Un lungo cammino, quello di Carlo il solitario, solcato dal confronto con il passato e dall’inesausta volontà di costruire un inedito universo pittorico, antico e moderno insieme. Osserverà, nel 1955, lo studioso tedesco Werner Haftmann: “Nessuno ha compreso come Carrà l’intima poetica di Masaccio, la cui segreta forza irradiante ha turbato tanti artisti moderni, fino a Henry Moore. Carrà toglie alla forma di Masaccio tutto ciò che è aneddotico, torna a semplificarla nel senso dell’arcaico, fino alle forme fondamentali di Giotto, da cui lo stesso Masaccio era partito.

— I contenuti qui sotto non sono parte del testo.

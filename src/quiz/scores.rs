use std::collections::{HashMap, HashSet};

use chrono::NaiveDate;

/// Points awarded for a correct answer and deducted for a wrong one.
const CORRECT_POINTS: f64 = 1.0;
const INCORRECT_POINTS: f64 = -0.5;

/// Cumulative-score milestones announced once per user per chat.
const SCORE_THRESHOLDS: [i64; 5] = [5, 10, 25, 50, 100];
/// Consecutive-correct-streak milestones.
const STREAK_THRESHOLDS: [u32; 3] = [3, 5, 10];

/// A milestone crossed by an answer.
#[derive(Debug, Clone, Copy, PartialEq, Eq, Hash)]
pub enum Achievement {
    /// Cumulative score reached the given value.
    Score(i64),
    /// Streak of consecutive correct answers reached the given length.
    Streak(u32),
}

/// Result of recording one answer.
#[derive(Debug, Clone, PartialEq)]
pub enum AnswerOutcome {
    Recorded {
        delta: f64,
        score: f64,
        streak: u32,
        achievement: Option<Achievement>,
    },
    /// The user already answered this question today; nothing changed.
    AlreadyRecorded,
}

/// Per (chat, user) cumulative record.
#[derive(Debug, Clone, Default)]
pub struct ScoreEntry {
    pub display_name: String,
    pub score: f64,
    pub correct_count: u32,
    pub streak: u32,
    scored_keys: HashSet<(String, NaiveDate)>,
    achieved: HashSet<Achievement>,
}

/// One row of a rating listing.
#[derive(Debug, Clone)]
pub struct RatingRow {
    pub user_id: u64,
    pub display_name: String,
    pub score: f64,
}

/// Tracks cumulative scores, correct counts and answer streaks per user.
///
/// Replay protection: only the first answer per (question, calendar day)
/// per user counts; repeats report [`AnswerOutcome::AlreadyRecorded`] and
/// leave score and streak untouched.
#[derive(Default)]
pub struct ScoreTracker {
    chats: HashMap<i64, HashMap<u64, ScoreEntry>>,
}

impl ScoreTracker {
    pub fn new() -> Self {
        Self::default()
    }

    /// Records an answer and reports the single highest newly-crossed
    /// milestone, if any. Score milestones win over streak milestones when
    /// both are crossed by the same answer.
    pub fn record_answer(
        &mut self,
        chat_id: i64,
        user_id: u64,
        display_name: &str,
        question_id: &str,
        is_correct: bool,
        day: NaiveDate,
    ) -> AnswerOutcome {
        let entry = self
            .chats
            .entry(chat_id)
            .or_default()
            .entry(user_id)
            .or_default();
        entry.display_name = display_name.to_string();

        let key = (question_id.to_string(), day);
        if entry.scored_keys.contains(&key) {
            return AnswerOutcome::AlreadyRecorded;
        }
        entry.scored_keys.insert(key);

        let previous_score = entry.score;
        let delta = if is_correct {
            entry.correct_count += 1;
            entry.streak += 1;
            CORRECT_POINTS
        } else {
            entry.streak = 0;
            INCORRECT_POINTS
        };
        entry.score += delta;

        let achievement = Self::crossed_achievement(entry, previous_score);
        AnswerOutcome::Recorded {
            delta,
            score: entry.score,
            streak: entry.streak,
            achievement,
        }
    }

    /// Top `n` users of one chat, best first; ties break on name.
    pub fn chat_rating(&self, chat_id: i64, n: usize) -> Vec<RatingRow> {
        let Some(users) = self.chats.get(&chat_id) else {
            return Vec::new();
        };
        let mut rows: Vec<RatingRow> = users
            .iter()
            .map(|(&user_id, entry)| RatingRow {
                user_id,
                display_name: entry.display_name.clone(),
                score: entry.score,
            })
            .collect();
        Self::sort_rows(&mut rows);
        rows.truncate(n);
        rows
    }

    /// Top `n` users summed across every chat.
    pub fn global_rating(&self, n: usize) -> Vec<RatingRow> {
        let mut totals: HashMap<u64, RatingRow> = HashMap::new();
        for users in self.chats.values() {
            for (&user_id, entry) in users {
                let row = totals.entry(user_id).or_insert_with(|| RatingRow {
                    user_id,
                    display_name: entry.display_name.clone(),
                    score: 0.0,
                });
                row.score += entry.score;
                if entry.display_name.len() > row.display_name.len() {
                    row.display_name = entry.display_name.clone();
                }
            }
        }
        let mut rows: Vec<RatingRow> = totals.into_values().collect();
        Self::sort_rows(&mut rows);
        rows.truncate(n);
        rows
    }

    pub fn entry(&self, chat_id: i64, user_id: u64) -> Option<&ScoreEntry> {
        self.chats.get(&chat_id)?.get(&user_id)
    }

    fn sort_rows(rows: &mut [RatingRow]) {
        rows.sort_by(|a, b| {
            b.score
                .partial_cmp(&a.score)
                .unwrap_or(std::cmp::Ordering::Equal)
                .then_with(|| a.display_name.cmp(&b.display_name))
        });
    }

    /// Marks every milestone crossed by this answer as achieved and returns
    /// the most significant one for announcing.
    fn crossed_achievement(entry: &mut ScoreEntry, previous_score: f64) -> Option<Achievement> {
        let mut crossed_score: Option<i64> = None;
        for &threshold in SCORE_THRESHOLDS.iter() {
            let t = threshold as f64;
            if previous_score < t
                && entry.score >= t
                && entry.achieved.insert(Achievement::Score(threshold))
            {
                crossed_score = Some(threshold);
            }
        }

        let mut crossed_streak: Option<u32> = None;
        for &threshold in STREAK_THRESHOLDS.iter() {
            if entry.streak >= threshold && entry.achieved.insert(Achievement::Streak(threshold)) {
                crossed_streak = Some(threshold);
            }
        }

        crossed_score
            .map(Achievement::Score)
            .or(crossed_streak.map(Achievement::Streak))
    }
}

#[cfg(test)]
mod tests {
    use super::*;

    fn day() -> NaiveDate {
        NaiveDate::from_ymd_opt(2026, 8, 4).unwrap()
    }

    #[test]
    fn correct_and_incorrect_deltas() {
        let mut tracker = ScoreTracker::new();
        let out = tracker.record_answer(1, 10, "Ann", "q1", true, day());
        assert!(matches!(
            out,
            AnswerOutcome::Recorded { delta, score, streak: 1, .. }
                if delta == 1.0 && score == 1.0
        ));

        let out = tracker.record_answer(1, 10, "Ann", "q2", false, day());
        assert!(matches!(
            out,
            AnswerOutcome::Recorded { delta, score, streak: 0, .. }
                if delta == -0.5 && score == 0.5
        ));
    }

    #[test]
    fn same_question_next_day_scores_again() {
        let mut tracker = ScoreTracker::new();
        tracker.record_answer(1, 10, "Ann", "q1", true, day());
        let next_day = day().succ_opt().unwrap();
        let out = tracker.record_answer(1, 10, "Ann", "q1", true, next_day);
        assert!(matches!(out, AnswerOutcome::Recorded { score, .. } if score == 2.0));
    }

    #[test]
    fn score_milestone_wins_over_streak_milestone() {
        let mut tracker = ScoreTracker::new();
        // Four correct answers: the fifth crosses score 5 and streak 5 at once.
        for i in 0..4 {
            tracker.record_answer(1, 10, "Ann", &format!("q{i}"), true, day());
        }
        let out = tracker.record_answer(1, 10, "Ann", "q4", true, day());
        assert!(matches!(
            out,
            AnswerOutcome::Recorded {
                achievement: Some(Achievement::Score(5)),
                ..
            }
        ));
    }
}
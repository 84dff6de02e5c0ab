/// Utility functions for handling Telegram MarkdownV2 formatting
///
/// MarkdownV2 requires escaping of special characters to prevent formatting issues.
/// This module provides centralized functions for proper text escaping.
/// Escapes markdown special characters for MarkdownV2 parsing mode
///
/// This function escapes all characters that have special meaning in Telegram's
/// MarkdownV2 format to ensure they are displayed as literal text.
///
/// # Arguments
/// * `text` - The text to escape
///
/// # Returns
/// A string with all markdown special characters escaped with backslashes
///
/// # Example
/// ```
/// use trivia_quiz_bot::utils::markdown::escape_markdown;
///
/// let text = "Hello *world* (test)";
/// let escaped = escape_markdown(text);
/// assert_eq!(escaped, "Hello \\*world\\* \\(test\\)");
/// ```
pub fn escape_markdown(text: &str) -> String {
    text.replace('_', "\\_")
        .replace('*', "\\*")
        .replace('[', "\\[")
        .replace(']', "\\]")
        .replace('(', "\\(")
        .replace(')', "\\)")
        .replace('~', "\\~")
        .replace('`', "\\`")
        .replace('>', "\\>")
        .replace('#', "\\#")
        .replace('+', "\\+")
        .replace('-', "\\-")
        .replace('=', "\\=")
        .replace('|', "\\|")
        .replace('{', "\\{")
        .replace('}', "\\}")
        .replace('.', "\\.")
        .replace('!', "\\!")
}

/// Formats a point total for display, dropping the fraction when whole.
/// Scores move in half-point steps, so one decimal place always suffices.
pub fn format_points(points: f64) -> String {
    if points.fract() == 0.0 {
        format!("{points:.0} pts")
    } else {
        format!("{points:.1} pts")
    }
}
#![allow(clippy::unwrap_used)]

use std::io::Write;

use tempfile::NamedTempFile;
use trivia_quiz_bot::quiz::questions::QuestionBank;

#[test]
fn loads_a_bank_from_json() {
    let mut file = NamedTempFile::new().unwrap();
    write!(
        file,
        r#"{{
            "History": [
                {{
                    "id": "h1",
                    "text": "First question?",
                    "options": ["a", "b", "c"],
                    "correct_option": 1,
                    "explanation": "Because b."
                }}
            ],
            "Science": [
                {{
                    "id": "s1",
                    "text": "Second question?",
                    "options": ["x", "y"],
                    "correct_option": 0
                }},
                {{
                    "id": "broken",
                    "text": "Only one option",
                    "options": ["x"],
                    "correct_option": 0
                }}
            ]
        }}"#
    )
    .unwrap();

    let bank = QuestionBank::load_from_file(file.path()).unwrap();
    assert_eq!(
        bank.category_names(),
        vec!["History".to_string(), "Science".to_string()]
    );
    assert_eq!(bank.question_count("History"), 1);
    // The malformed entry was dropped at load time.
    assert_eq!(bank.question_count("Science"), 1);
    assert_eq!(bank.total_questions(), 2);

    let questions = bank.questions_in(&["History".to_string()]);
    assert_eq!(questions[0].explanation.as_deref(), Some("Because b."));
}

#[test]
fn rejects_invalid_json() {
    let mut file = NamedTempFile::new().unwrap();
    write!(file, "this is not json").unwrap();
    assert!(QuestionBank::load_from_file(file.path()).is_err());
}

#[test]
fn rejects_a_bank_with_no_usable_questions() {
    let mut file = NamedTempFile::new().unwrap();
    write!(
        file,
        r#"{{ "Empty": [ {{ "id": "e1", "text": "?", "options": ["only"], "correct_option": 0 }} ] }}"#
    )
    .unwrap();
    assert!(QuestionBank::load_from_file(file.path()).is_err());
}

#[test]
fn missing_file_is_an_error() {
    assert!(QuestionBank::load_from_file("/no/such/file.json").is_err());
}
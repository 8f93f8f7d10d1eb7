// ── Portal transport ──

use std::sync::Arc;

use async_trait::async_trait;
use secrecy::SecretString;
use tracing::debug;
use url::Url;

use hubsync_api::transport::TransportConfig;
use hubsync_api::{PortalClient, PortalSession};

use super::DeviceTransport;
use crate::convert::{control_changes, portal_device_id};
use crate::error::CoreError;
use crate::model::{Device, DeviceId, DeviceKind, DeviceState, ThermostatState};

/// Thermostats behind one portal account.
pub struct PortalTransport {
    client: PortalClient,
}

impl PortalTransport {
    pub fn new(url: Url, username: String, password: SecretString, transport: TransportConfig) -> Self {
        let session = PortalSession::new(url, username, password, transport.with_pinned_tls12());
        Self::from_client(PortalClient::new(Arc::new(session)))
    }

    pub fn from_client(client: PortalClient) -> Self {
        Self { client }
    }

    pub fn client(&self) -> &PortalClient {
        &self.client
    }
}

#[async_trait]
impl DeviceTransport for PortalTransport {
    fn kind(&self) -> DeviceKind {
        DeviceKind::Thermostat
    }

    async fn activate(&self) -> Result<(), CoreError> {
        self.client.session().ensure_valid().await?;
        Ok(())
    }

    async fn list_devices(&self) -> Result<Vec<Device>, CoreError> {
        let thermostats = self.client.list_thermostats().await?;
        Ok(thermostats.iter().map(Device::from).collect())
    }

    async fn fetch_device(&self, id: &DeviceId) -> Result<DeviceState, CoreError> {
        let raw = self.client.thermostat(portal_device_id(id)?, None).await?;
        Ok(DeviceState::Thermostat(ThermostatState::from(&raw)))
    }

    async fn submit_change(
        &self,
        id: &DeviceId,
        _previous: &DeviceState,
        desired: &DeviceState,
    ) -> Result<(), CoreError> {
        let DeviceState::Thermostat(desired) = desired else {
            return Err(CoreError::ValidationFailed {
                message: format!("portal cannot submit a {} state", desired.kind()),
            });
        };

        let body = control_changes(portal_device_id(id)?, desired);
        debug!(device = %id, "submitting thermostat change");
        self.client.submit_changes(&body).await?;
        Ok(())
    }

    async fn dispose(&self) {
        self.client.session().dispose().await;
    }
}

Mentre la pittura metafisica non era ancora completamente libera da ‘invenzioni’ poetiche e formali, negli anni che seguirono il 1920 Carrà sviluppa la forma completamente dall’oggetto, con l’aiuto delle solenni astrazioni formali degli antichi fiorentini. Nella sua propria personalità umana vi è qualcosa della severa gravità e dell’arcaico candore che costituiscono la ‘primitiva’ grandezza di quelli.
Così, tutta l’arte di Carrà vive del desiderio di definire a se stessa, mediante un’arcaica semplificazione, la grandezza essenziale delle cose. (…) Tutta la bellezza delle cose si raccoglie nel disegno più semplice della loro forma, e ne emerge come un’altra, una ‘seconda realtà’. E questa è ‘immagine’ del mondo delle cose, una specie di arcaico simbolo della loro esistenza naturale. La concreta, rappresentativa, formale definizione delle cose di Carrà è la sua realizzazione più decisiva; qui è il punto in cui lo spirito latino si distingue dallo spirito nordico.
L’arte di Carrà non appartiene assolutamente all’arte dell’espressione. La forma è così chiusa che non si può aggiungerle più nulla. Essa eterna le cose della natura mediante la determinazione formale, che si compie al di fuori del sentimento. Per questo, nei quadri di Carrà, regna un così grande senso di pace. In molti di essi l’Italia arcaica e paesana è veramente risorta nella sua antica solennità e nella sua melanconica grandezza”.